▶ **Exercise aim**:
Return only the number of lines in the data below where the word "FlashcardCreate" appears.

▶ **Extracted data entries**:
● ● ● ● ●

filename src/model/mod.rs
//! Persistence layer. Entities live in [`entity`], each implementing [`Repository`] plus its own
//! lookups; all of them go through a [`ModelManager`].

mod database;
pub use database::{DbConnection, connect_options, run_migrations};

pub mod entity;

mod error;
pub use error::{DatabaseError, DatabaseResult};

mod repo;
pub use repo::{Repository, ResourceType, ResourceTyped};

use sqlx::PgPool;

#[derive(Debug, Clone)]
pub struct ModelManager {
    db: DbConnection,
}

impl ModelManager {
    pub fn new(db: DbConnection) -> Self {
        Self { db }
    }

    pub fn connection(&self) -> &DbConnection {
        &self.db
    }

    /// Pool every query runs against. A connection is checked out per statement.
    pub fn executor(&self) -> &PgPool {
        self.db.pool()
    }
}
use crate::model::repo::{ResourceType, ResourceTyped};
use crate::model::{ModelManager, error::DatabaseResult, repo::Repository};
use async_trait::async_trait;
use serde::{Deserialize, Serialize};
use sqlx::prelude::FromRow;
use uuid::Uuid;

#[derive(Debug, Serialize, Deserialize, FromRow, utoipa::ToSchema)]
pub struct Flashcard {
    id: Uuid,
    word: String,
    translation: String,
    language: String,
    level: String,
}

impl ResourceTyped for Flashcard {
    fn get_resource_type() -> ResourceType {
        ResourceType::Flashcard
    }
}

impl Flashcard {
    pub fn id(&self) -> Uuid {
        self.id
    }

    pub fn word(&self) -> &str {
        &self.word
    }

    pub fn translation(&self) -> &str {
        &self.translation
    }

    pub fn language(&self) -> &str {
        &self.language
    }

    pub fn level(&self) -> &str {
        &self.level
    }
}

#[derive(Debug, Deserialize, Serialize)]
pub struct FlashcardCreate {
    pub word: String,
    pub translation: String,
    pub language: String,
    pub level: String,
}

#[async_trait]
impl Repository<Flashcard, FlashcardCreate, Uuid> for Flashcard {
    async fn create(mm: &ModelManager, data: FlashcardCreate) -> DatabaseResult<Self> {
        let card = sqlx::query_as(
            r#"
            INSERT INTO flashcards (id, word, translation, language, level)
            VALUES ($1,$2,$3,$4,$5)
            RETURNING *
            "#,
        )
        .bind(Uuid::new_v4())
        .bind(&data.word)
        .bind(&data.translation)
        .bind(&data.language)
        .bind(&data.level)
        .fetch_one(mm.executor())
        .await?;

        Ok(card)
    }

    async fn find_by_id(mm: &ModelManager, id: Uuid) -> DatabaseResult<Option<Self>> {
        let result = sqlx::query_as("SELECT * FROM flashcards WHERE id = $1")
            .bind(id)
            .fetch_optional(mm.executor())
            .await?;
        Ok(result)
    }
}

impl Flashcard {
    /// Language and level compare case-insensitively.
    pub async fn find_by_language(mm: &ModelManager, language: &str) -> DatabaseResult<Vec<Self>> {
        let result = sqlx::query_as(
            "SELECT * FROM flashcards WHERE lower(language) = lower($1) ORDER BY word, id",
        )
        .bind(language)
        .fetch_all(mm.executor())
        .await?;
        Ok(result)
    }

    pub async fn find_by_language_and_level(
        mm: &ModelManager,
        language: &str,
        level: &str,
    ) -> DatabaseResult<Vec<Self>> {
        let result = sqlx::query_as(
            r#"
            SELECT * FROM flashcards
            WHERE lower(language) = lower($1) AND lower(level) = lower($2)
            ORDER BY word, id
            "#,
        )
        .bind(language)
        .bind(level)
        .fetch_all(mm.executor())
        .await?;
        Ok(result)
    }
}
use serde::{Deserialize, Serialize};
use uuid::Uuid;

#[derive(Debug, Serialize, Deserialize, utoipa::ToSchema)]
pub struct UserProgressResponse {
    pub user_id: Uuid,
    pub lessons_completed: i64,
    pub quizzes_attempted: i64,
    pub correct_answers: i64,
}

impl UserProgressResponse {
    pub fn new(
        user_id: Uuid,
        lessons_completed: i64,
        quizzes_attempted: i64,
        correct_answers: i64,
    ) -> Self {
        Self {
            user_id,
            lessons_completed,
            quizzes_attempted,
            correct_answers,
        }
    }
}
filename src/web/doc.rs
use utoipa::OpenApi;

#[derive(OpenApi)]
#[openapi(
    info(title = "lingua", description = "Language-learning backend"),
    paths(
        crate::web::routes::health::home_handler,
        crate::web::routes::user::user_register_handler,
        crate::web::routes::user::user_login_handler,
        crate::web::routes::lessons::lessons_list_handler,
        crate::web::routes::lessons::lessons_complete_handler,
        crate::web::routes::quizzes::quizzes_list_handler,
        crate::web::routes::quizzes::quizzes_submit_handler,
        crate::web::routes::flashcards::flashcards_by_language_handler,
        crate::web::routes::flashcards::flashcards_by_level_handler,
        crate::web::routes::progress::progress_get_handler,
    ),
    components(schemas(crate::web::ErrorResponse)),
)]
pub struct ApiDoc;
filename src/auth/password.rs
//! Password storage. Passwords are kept as Argon2id PHC strings, never in plain text.

use argon2::{
    Argon2, PasswordHash, PasswordHasher, PasswordVerifier,
    password_hash::{SaltString, rand_core::OsRng},
};

use super::error::{CryptError, CryptResult};

pub fn hash_password(password: &str) -> CryptResult<String> {
    let salt = SaltString::generate(&mut OsRng);
    let hash = Argon2::default()
        .hash_password(password.as_bytes(), &salt)?
        .to_string();
    Ok(hash)
}

/// `Ok(false)` on mismatch, `Err` only when `hash` is not a valid PHC string.
pub fn verify_password(hash: &str, password: &str) -> CryptResult<bool> {
    let parsed = PasswordHash::new(hash).map_err(CryptError::MalformedHash)?;
    match Argon2::default().verify_password(password.as_bytes(), &parsed) {
        Ok(()) => Ok(true),
        Err(argon2::password_hash::Error::Password) => Ok(false),
        Err(e) => Err(e.into()),
    }
}
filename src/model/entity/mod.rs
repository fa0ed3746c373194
mod user;
pub use user::{UserEntity, UserEntityCreate};

mod lesson;
pub use lesson::{Lesson, LessonCreate};

mod quiz;
pub use quiz::{Quiz, QuizCreate};

mod flashcard;
pub use flashcard::{Flashcard, FlashcardCreate};

mod lesson_progress;
pub use lesson_progress::{LessonProgress, LessonProgressCreate};

mod quiz_attempt;
pub use quiz_attempt::{QuizAttempt, QuizAttemptCreate};
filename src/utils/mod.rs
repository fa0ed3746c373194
pub mod signal;
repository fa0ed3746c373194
//! Extractors whose rejections go through [`WebError`], so a bad body or path still gets the
//! usual JSON error response.

use axum::{
    extract::{FromRequest, FromRequestParts, Path, Request},
    http::request::Parts,
};
use serde::de::DeserializeOwned;

use crate::web::{WebError, WebResult};

pub struct JsonBody<T>(pub T);

impl<T, S> FromRequest<S> for JsonBody<T>
where
    T: DeserializeOwned,
    S: Send + Sync,
{
    type Rejection = WebError;

    async fn from_request(req: Request, state: &S) -> Result<Self, Self::Rejection> {
        match axum::Json::<T>::from_request(req, state).await {
            Ok(axum::Json(value)) => Ok(Self(value)),
            Err(rejection) => Err(WebError::malformed_request(rejection.body_text())),
        }
    }
}

pub struct PathParams<T>(pub T);

impl<T, S> FromRequestParts<S> for PathParams<T>
where
    T: DeserializeOwned + Send,
    S: Send + Sync,
{
    type Rejection = WebError;

    async fn from_request_parts(parts: &mut Parts, state: &S) -> Result<Self, Self::Rejection> {
        match Path::<T>::from_request_parts(parts, state).await {
            Ok(Path(value)) => Ok(Self(value)),
            Err(rejection) => Err(WebError::malformed_request(rejection.body_text())),
        }
    }
}

/// Presence check for a body field. Absent and `null` are both missing.
pub fn required<T>(value: Option<T>, field: &'static str) -> WebResult<T> {
    value.ok_or_else(|| WebError::missing_field(field))
}

#[cfg(test)]
mod test {
    use super::*;

    #[test]
    fn required_passes_present_values() {
        assert_eq!(required(Some("bob"), "username").unwrap(), "bob");
    }

    #[test]
    fn required_names_missing_field() {
        let err = required::<String>(None, "email").unwrap_err();
        assert_eq!(err.client_display(), "Missing required field: email");
    }
}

● ● ● ● ●

▶ **Written answer**:
4